ACTIVITY →
When you find the line with "use crate::config::Config;" among the records below, reproduce it and each line after it exactly, ending with the line with "pub fn matches(&self, listing: &Listing)".

○ ○ ○

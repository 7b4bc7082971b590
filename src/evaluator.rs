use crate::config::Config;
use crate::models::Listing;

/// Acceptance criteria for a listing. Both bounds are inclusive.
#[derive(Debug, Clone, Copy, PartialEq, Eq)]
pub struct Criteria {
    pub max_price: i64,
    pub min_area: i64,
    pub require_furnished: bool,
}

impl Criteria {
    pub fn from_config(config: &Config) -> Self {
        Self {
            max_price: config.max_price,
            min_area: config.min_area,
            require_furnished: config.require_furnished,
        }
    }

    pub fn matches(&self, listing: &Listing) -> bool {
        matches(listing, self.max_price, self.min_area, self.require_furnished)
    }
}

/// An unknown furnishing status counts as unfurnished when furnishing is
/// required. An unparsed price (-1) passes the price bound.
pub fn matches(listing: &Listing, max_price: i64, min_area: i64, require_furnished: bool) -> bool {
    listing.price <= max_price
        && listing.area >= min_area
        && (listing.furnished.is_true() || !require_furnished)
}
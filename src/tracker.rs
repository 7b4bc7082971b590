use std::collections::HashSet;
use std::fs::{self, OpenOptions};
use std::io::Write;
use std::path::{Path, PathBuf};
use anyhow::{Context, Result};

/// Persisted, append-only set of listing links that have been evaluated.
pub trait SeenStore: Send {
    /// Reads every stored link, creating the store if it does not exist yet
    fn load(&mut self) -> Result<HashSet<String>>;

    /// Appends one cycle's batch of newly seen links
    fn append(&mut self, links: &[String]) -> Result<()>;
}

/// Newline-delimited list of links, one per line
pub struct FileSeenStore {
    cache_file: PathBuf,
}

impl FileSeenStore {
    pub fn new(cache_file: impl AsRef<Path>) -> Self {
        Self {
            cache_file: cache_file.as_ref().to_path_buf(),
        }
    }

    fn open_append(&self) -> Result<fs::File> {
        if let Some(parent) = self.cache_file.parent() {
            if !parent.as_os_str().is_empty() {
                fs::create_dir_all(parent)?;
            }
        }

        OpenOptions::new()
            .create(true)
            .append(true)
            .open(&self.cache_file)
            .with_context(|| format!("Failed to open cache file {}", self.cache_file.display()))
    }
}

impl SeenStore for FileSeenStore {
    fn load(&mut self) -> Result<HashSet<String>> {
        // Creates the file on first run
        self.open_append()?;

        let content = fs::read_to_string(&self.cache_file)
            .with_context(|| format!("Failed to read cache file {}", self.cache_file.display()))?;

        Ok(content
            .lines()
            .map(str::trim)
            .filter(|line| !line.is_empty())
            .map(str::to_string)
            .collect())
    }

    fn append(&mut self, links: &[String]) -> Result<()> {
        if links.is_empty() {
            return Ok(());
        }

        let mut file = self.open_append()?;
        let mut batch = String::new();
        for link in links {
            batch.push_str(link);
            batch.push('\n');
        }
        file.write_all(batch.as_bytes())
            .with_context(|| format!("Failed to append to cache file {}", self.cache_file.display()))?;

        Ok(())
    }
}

○ ○ ○

RESULT →
use crate::config::Config;
use crate::models::Listing;

/// Acceptance criteria for a listing. Both bounds are inclusive.
#[derive(Debug, Clone, Copy, PartialEq, Eq)]
pub struct Criteria {
    pub max_price: i64,
    pub min_area: i64,
    pub require_furnished: bool,
}

impl Criteria {
    pub fn from_config(config: &Config) -> Self {
        Self {
            max_price: config.max_price,
            min_area: config.min_area,
            require_furnished: config.require_furnished,
        }
    }

    pub fn matches(&self, listing: &Listing) -> bool {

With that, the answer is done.